A Linear Regression Predictor for Identifying N 6 -Methyladenosine Sites Using Frequent Gapped K-mer Pattern
- 信息学院－已发表论文 
N6-methyladenosine (m 6 A) is one of the most common and abundant modifications in RNA, which is related to many biological processes in humans. Abnormal RNA modifications are often associated with a series of diseases, including tumors, neurogenic diseases, and embryonic retardation. Therefore, identifying m 6 A sites is of paramount importance in the post-genomic age. Although many lab-based methods have been proposed to annotate m 6 A sites, they are time consuming and cost ineffective. In view of the drawbacks of the intrinsic methods in RNA sequence recognition, computational methods are suggested as a supplement to identify m 6 A sites.

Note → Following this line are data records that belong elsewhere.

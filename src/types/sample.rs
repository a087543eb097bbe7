//! Depth-indexed well-log samples and the dataset that holds them

use crate::error::{LithologyError, Result};
use serde::Serialize;
use std::collections::HashMap;

/// Index of a parameter column within a [`Schema`].
#[derive(Debug, Clone, Copy, PartialEq, Eq, Hash, PartialOrd, Ord)]
pub struct ParameterId(pub usize);

/// Fixed, validated set of numeric parameter names for one dataset.
#[derive(Debug, Clone, Default, PartialEq)]
pub struct Schema {
    names: Vec<String>,
    index: HashMap<String, ParameterId>,
}

impl Schema {
    /// Build a schema from parameter names. Duplicate names are rejected.
    pub fn new<I, S>(names: I) -> Result<Self>
    where
        I: IntoIterator<Item = S>,
        S: Into<String>,
    {
        let mut schema = Self::default();
        for name in names {
            let name = name.into();
            if schema.index.contains_key(&name) {
                return Err(LithologyError::Validation(format!(
                    "duplicate parameter column '{name}'"
                )));
            }
            schema.index.insert(name.clone(), ParameterId(schema.names.len()));
            schema.names.push(name);
        }
        Ok(schema)
    }

    pub fn id(&self, name: &str) -> Option<ParameterId> {
        self.index.get(name).copied()
    }

    pub fn name(&self, id: ParameterId) -> &str {
        &self.names[id.0]
    }

    pub fn names(&self) -> &[String] {
        &self.names
    }

    pub fn len(&self) -> usize {
        self.names.len()
    }

    pub fn is_empty(&self) -> bool {
        self.names.is_empty()
    }

    /// Fail with a validation error naming every missing column.
    pub fn require(&self, required: &[&str]) -> Result<()> {
        let missing: Vec<&str> = required
            .iter()
            .copied()
            .filter(|name| !self.index.contains_key(*name))
            .collect();
        if missing.is_empty() {
            Ok(())
        } else {
            Err(LithologyError::Validation(format!(
                "required columns absent from dataset: {}",
                missing.join(", ")
            )))
        }
    }
}

/// One depth-indexed record.
///
/// `values` is positional against the owning dataset's [`Schema`]; `None`
/// means the reading is unknown and satisfies no finite bound.
#[derive(Debug, Clone, PartialEq, Serialize)]
pub struct Sample {
    pub depth: f64,
    pub values: Vec<Option<f64>>,
    #[serde(skip_serializing_if = "Option::is_none")]
    pub reference_label: Option<String>,
    #[serde(skip_serializing_if = "Option::is_none")]
    pub qualifier: Option<String>,
}

impl Sample {
    pub fn new(depth: f64, values: Vec<Option<f64>>) -> Self {
        Self {
            depth,
            values,
            reference_label: None,
            qualifier: None,
        }
    }

    pub fn with_reference(mut self, label: impl Into<String>) -> Self {
        self.reference_label = Some(label.into());
        self
    }

    pub fn with_qualifier(mut self, qualifier: impl Into<String>) -> Self {
        self.qualifier = Some(qualifier.into());
        self
    }

    /// Present, finite value for a parameter.
    pub fn value(&self, id: ParameterId) -> Option<f64> {
        self.values
            .get(id.0)
            .copied()
            .flatten()
            .filter(|v| v.is_finite())
    }
}

/// Options applied while assembling a [`Dataset`] from loader records.
#[derive(Debug, Clone, Copy)]
pub struct DatasetOptions {
    /// Samples at or above this depth are discarded.
    pub casing_depth: Option<f64>,
    /// Numeric value treated as "no reading".
    pub null_value: Option<f64>,
}

impl Default for DatasetOptions {
    fn default() -> Self {
        Self {
            casing_depth: None,
            null_value: Some(crate::config::defaults::NULL_VALUE),
        }
    }
}

/// Ordered sample sequence plus the schema its values are laid out against.
#[derive(Debug, Clone, PartialEq)]
pub struct Dataset {
    schema: Schema,
    samples: Vec<Sample>,
}

impl Dataset {
    /// Assemble a dataset, applying null-sentinel and casing-depth hygiene.
    ///
    /// Depth order is not enforced here; the unit grouper rejects unsorted
    /// input instead of silently re-sorting it.
    pub fn new(schema: Schema, samples: Vec<Sample>, options: DatasetOptions) -> Result<Self> {
        let width = schema.len();
        let mut kept = Vec::with_capacity(samples.len());
        for (row, mut sample) in samples.into_iter().enumerate() {
            if !sample.depth.is_finite() {
                return Err(LithologyError::Validation(format!(
                    "row {row}: depth is not a finite number"
                )));
            }
            if sample.values.len() != width {
                return Err(LithologyError::Validation(format!(
                    "row {row}: expected {width} parameter values, found {}",
                    sample.values.len()
                )));
            }
            if let Some(casing) = options.casing_depth {
                if sample.depth <= casing {
                    continue;
                }
            }
            if let Some(null) = options.null_value {
                for v in &mut sample.values {
                    if matches!(v, Some(x) if *x == null || !x.is_finite()) {
                        *v = None;
                    }
                }
            }
            kept.push(sample);
        }
        Ok(Self {
            schema,
            samples: kept,
        })
    }

    pub fn schema(&self) -> &Schema {
        &self.schema
    }

    pub fn samples(&self) -> &[Sample] {
        &self.samples
    }

    pub fn len(&self) -> usize {
        self.samples.len()
    }

    pub fn is_empty(&self) -> bool {
        self.samples.is_empty()
    }

    /// Present values of one parameter, in depth order.
    pub fn column(&self, id: ParameterId) -> impl Iterator<Item = Option<f64>> + '_ {
        self.samples.iter().map(move |s| s.value(id))
    }
}

/// A dataset paired with one classifier output label per sample.
///
/// Owned by a single pipeline call; never persisted.
#[derive(Debug, Clone)]
pub struct ClassifiedDataset<'a> {
    dataset: &'a Dataset,
    labels: Vec<String>,
}

impl<'a> ClassifiedDataset<'a> {
    pub fn new(dataset: &'a Dataset, labels: Vec<String>) -> Result<Self> {
        if labels.len() != dataset.len() {
            return Err(LithologyError::Validation(format!(
                "label count {} does not match sample count {}",
                labels.len(),
                dataset.len()
            )));
        }
        Ok(Self { dataset, labels })
    }

    pub fn dataset(&self) -> &'a Dataset {
        self.dataset
    }

    pub fn labels(&self) -> &[String] {
        &self.labels
    }

    /// (sample, classified label) pairs in input order.
    pub fn iter(&self) -> impl Iterator<Item = (&Sample, &str)> + '_ {
        self.dataset
            .samples()
            .iter()
            .zip(self.labels.iter().map(String::as_str))
    }

    pub fn len(&self) -> usize {
        self.labels.len()
    }

    pub fn is_empty(&self) -> bool {
        self.labels.is_empty()
    }
}

#[cfg(test)]
mod tests {
    use super::*;

    fn schema() -> Schema {
        Schema::new(["GR", "RHOB"]).expect("schema")
    }

    #[test]
    fn test_duplicate_column_rejected() {
        assert!(Schema::new(["GR", "GR"]).is_err());
    }

    #[test]
    fn test_require_names_missing_columns() {
        let err = schema().require(&["GR", "DT", "NPHI"]).unwrap_err();
        let msg = err.to_string();
        assert!(msg.contains("DT"));
        assert!(msg.contains("NPHI"));
        assert!(!msg.contains("GR,"));
    }

    #[test]
    fn test_casing_cutoff_and_null_sentinel() {
        let samples = vec![
            Sample::new(5.0, vec![Some(10.0), Some(2.3)]),
            Sample::new(10.0, vec![Some(11.0), Some(2.4)]),
            Sample::new(10.5, vec![Some(-999.25), Some(2.5)]),
        ];
        let ds = Dataset::new(
            schema(),
            samples,
            DatasetOptions {
                casing_depth: Some(10.0),
                null_value: Some(-999.25),
            },
        )
        .expect("dataset");

        assert_eq!(ds.len(), 1);
        assert_eq!(ds.samples()[0].depth, 10.5);
        assert_eq!(ds.samples()[0].values[0], None);
        assert_eq!(ds.samples()[0].value(ParameterId(1)), Some(2.5));
    }

    #[test]
    fn test_width_mismatch_is_validation_error() {
        let err = Dataset::new(
            schema(),
            vec![Sample::new(1.0, vec![Some(1.0)])],
            DatasetOptions::default(),
        )
        .unwrap_err();
        assert!(matches!(err, LithologyError::Validation(_)));
    }

    #[test]
    fn test_classified_dataset_length_checked() {
        let ds = Dataset::new(
            schema(),
            vec![Sample::new(1.0, vec![None, None])],
            DatasetOptions::default(),
        )
        .expect("dataset");
        assert!(ClassifiedDataset::new(&ds, vec![]).is_err());
        let cd = ClassifiedDataset::new(&ds, vec!["SS".into()]).expect("classified");
        assert_eq!(cd.iter().next().map(|(_, l)| l), Some("SS"));
    }
}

In this study, we develop a novel feature extraction algorithm based on the frequent gapped k-mer pattern (FGKP) and apply the linear regression to construct the prediction model. The new predictor is used to identify m 6 A sites in the Saccharomyces cerevisiae database. It has been shown by the 10-fold cross-validation that the performance is better than that of recent methods. Comparative results indicate that our model has great potential to become a useful and effective tool for genome analysis and gain more insights for locating m 6 A sites.